Task to carry out:
For every line of the records below that holds "usage", add one. Give only the final total.

Stored data:
___

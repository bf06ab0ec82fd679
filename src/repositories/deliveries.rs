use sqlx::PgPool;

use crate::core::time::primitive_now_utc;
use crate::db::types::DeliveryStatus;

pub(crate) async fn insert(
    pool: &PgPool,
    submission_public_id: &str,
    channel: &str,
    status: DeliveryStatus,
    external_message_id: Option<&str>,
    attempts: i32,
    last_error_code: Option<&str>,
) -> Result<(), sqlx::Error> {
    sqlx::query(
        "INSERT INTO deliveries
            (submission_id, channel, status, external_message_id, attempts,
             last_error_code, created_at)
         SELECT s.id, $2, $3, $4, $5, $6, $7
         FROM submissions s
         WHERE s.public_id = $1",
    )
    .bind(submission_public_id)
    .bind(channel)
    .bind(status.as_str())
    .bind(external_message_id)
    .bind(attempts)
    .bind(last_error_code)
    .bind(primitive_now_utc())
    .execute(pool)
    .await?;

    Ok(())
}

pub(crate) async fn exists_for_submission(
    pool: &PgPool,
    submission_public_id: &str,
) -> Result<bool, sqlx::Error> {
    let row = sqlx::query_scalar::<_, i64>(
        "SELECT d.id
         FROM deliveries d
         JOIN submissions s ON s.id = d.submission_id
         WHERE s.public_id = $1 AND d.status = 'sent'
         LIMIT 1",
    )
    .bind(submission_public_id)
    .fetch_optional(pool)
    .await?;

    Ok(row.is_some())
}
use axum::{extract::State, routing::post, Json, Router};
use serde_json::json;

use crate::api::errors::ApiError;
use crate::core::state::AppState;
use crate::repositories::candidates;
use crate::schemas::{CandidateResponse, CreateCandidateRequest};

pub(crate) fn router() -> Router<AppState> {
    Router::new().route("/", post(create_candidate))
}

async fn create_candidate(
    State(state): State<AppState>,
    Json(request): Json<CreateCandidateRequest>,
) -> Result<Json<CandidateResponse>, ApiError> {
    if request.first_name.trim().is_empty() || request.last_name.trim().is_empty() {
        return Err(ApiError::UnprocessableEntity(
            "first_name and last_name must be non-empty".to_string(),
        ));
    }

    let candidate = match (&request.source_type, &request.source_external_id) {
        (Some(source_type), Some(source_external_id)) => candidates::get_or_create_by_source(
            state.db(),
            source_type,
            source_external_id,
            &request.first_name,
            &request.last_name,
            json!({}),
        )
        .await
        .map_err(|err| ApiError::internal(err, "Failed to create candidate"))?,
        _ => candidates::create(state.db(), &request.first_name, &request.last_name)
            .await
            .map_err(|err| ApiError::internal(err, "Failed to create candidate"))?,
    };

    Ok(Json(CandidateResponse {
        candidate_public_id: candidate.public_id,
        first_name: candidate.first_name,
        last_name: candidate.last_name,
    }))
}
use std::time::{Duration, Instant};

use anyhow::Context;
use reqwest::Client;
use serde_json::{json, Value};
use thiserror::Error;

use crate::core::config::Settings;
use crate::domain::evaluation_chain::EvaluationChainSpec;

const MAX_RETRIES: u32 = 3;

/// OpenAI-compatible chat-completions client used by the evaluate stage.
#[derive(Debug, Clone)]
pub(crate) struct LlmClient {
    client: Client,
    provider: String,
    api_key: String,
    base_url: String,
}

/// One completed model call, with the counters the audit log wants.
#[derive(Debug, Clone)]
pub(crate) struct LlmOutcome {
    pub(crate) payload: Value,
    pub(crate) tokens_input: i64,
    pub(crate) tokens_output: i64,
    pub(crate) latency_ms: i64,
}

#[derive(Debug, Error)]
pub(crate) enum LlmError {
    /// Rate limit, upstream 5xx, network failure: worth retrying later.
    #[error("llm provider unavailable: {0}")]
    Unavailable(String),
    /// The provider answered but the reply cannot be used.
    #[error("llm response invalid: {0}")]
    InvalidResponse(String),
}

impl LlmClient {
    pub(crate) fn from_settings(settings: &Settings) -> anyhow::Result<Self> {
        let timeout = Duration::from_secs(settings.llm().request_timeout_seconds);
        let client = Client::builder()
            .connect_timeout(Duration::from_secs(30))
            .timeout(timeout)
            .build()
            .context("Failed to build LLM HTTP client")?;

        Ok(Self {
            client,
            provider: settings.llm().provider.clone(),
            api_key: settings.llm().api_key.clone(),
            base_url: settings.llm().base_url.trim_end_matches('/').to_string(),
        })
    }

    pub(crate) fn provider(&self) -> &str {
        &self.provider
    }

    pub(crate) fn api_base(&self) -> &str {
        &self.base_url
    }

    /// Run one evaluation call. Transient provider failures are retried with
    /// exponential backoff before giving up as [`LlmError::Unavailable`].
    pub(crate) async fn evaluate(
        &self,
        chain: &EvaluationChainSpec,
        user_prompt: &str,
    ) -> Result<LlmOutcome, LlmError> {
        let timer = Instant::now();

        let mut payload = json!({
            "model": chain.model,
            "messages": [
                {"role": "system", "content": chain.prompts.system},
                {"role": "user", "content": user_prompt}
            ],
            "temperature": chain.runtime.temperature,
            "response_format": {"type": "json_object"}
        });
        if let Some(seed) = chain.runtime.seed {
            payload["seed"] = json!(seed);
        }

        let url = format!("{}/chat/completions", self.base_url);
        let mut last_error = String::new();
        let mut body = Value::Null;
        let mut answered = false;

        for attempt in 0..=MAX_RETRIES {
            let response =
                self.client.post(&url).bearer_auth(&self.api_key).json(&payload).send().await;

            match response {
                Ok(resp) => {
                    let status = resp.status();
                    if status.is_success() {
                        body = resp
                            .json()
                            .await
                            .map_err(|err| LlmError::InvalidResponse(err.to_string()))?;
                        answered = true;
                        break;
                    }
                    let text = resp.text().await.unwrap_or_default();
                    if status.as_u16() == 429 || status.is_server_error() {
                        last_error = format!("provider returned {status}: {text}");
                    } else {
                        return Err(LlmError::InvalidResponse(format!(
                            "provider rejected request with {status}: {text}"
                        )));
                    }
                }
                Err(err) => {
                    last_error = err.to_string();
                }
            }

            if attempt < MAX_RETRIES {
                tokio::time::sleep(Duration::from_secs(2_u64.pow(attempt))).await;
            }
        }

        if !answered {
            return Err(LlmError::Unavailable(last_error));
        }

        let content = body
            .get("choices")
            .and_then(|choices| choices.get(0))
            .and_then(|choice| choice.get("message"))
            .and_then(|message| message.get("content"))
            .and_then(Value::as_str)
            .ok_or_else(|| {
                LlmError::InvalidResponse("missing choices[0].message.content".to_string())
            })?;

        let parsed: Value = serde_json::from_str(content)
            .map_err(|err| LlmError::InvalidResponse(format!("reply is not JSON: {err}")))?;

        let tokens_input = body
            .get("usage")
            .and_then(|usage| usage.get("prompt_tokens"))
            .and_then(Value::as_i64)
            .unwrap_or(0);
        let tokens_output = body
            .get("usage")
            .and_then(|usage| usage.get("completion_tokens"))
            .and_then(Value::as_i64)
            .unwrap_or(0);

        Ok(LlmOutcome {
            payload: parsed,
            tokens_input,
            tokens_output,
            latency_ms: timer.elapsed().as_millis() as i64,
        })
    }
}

___

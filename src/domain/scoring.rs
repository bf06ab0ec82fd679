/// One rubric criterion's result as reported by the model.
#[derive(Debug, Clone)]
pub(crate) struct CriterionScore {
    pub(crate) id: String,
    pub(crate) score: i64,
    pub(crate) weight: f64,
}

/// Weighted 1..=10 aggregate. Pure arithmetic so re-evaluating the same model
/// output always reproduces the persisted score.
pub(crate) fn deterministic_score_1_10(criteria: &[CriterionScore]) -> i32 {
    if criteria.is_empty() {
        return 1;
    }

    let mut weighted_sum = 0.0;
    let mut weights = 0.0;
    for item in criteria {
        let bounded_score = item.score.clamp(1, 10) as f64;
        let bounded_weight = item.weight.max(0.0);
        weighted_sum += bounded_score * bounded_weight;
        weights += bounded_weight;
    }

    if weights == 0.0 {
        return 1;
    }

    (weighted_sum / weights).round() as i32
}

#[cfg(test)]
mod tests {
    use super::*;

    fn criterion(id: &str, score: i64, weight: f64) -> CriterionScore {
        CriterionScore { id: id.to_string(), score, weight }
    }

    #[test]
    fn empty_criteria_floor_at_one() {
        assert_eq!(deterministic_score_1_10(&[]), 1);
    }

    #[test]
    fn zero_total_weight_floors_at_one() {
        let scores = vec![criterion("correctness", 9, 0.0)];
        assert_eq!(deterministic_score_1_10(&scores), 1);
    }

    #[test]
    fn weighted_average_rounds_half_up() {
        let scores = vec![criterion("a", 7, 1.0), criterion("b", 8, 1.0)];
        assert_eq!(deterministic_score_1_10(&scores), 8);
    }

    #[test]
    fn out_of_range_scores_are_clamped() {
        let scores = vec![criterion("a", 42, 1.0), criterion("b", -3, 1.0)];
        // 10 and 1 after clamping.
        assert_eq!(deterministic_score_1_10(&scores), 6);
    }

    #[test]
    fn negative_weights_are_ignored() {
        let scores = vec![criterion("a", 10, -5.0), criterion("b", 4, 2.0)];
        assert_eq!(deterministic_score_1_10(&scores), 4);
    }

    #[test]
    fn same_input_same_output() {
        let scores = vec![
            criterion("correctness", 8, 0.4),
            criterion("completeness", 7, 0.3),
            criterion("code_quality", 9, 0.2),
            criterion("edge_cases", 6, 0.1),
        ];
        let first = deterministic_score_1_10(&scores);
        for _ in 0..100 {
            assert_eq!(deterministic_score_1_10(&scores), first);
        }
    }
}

___

Solution to the exercise:
4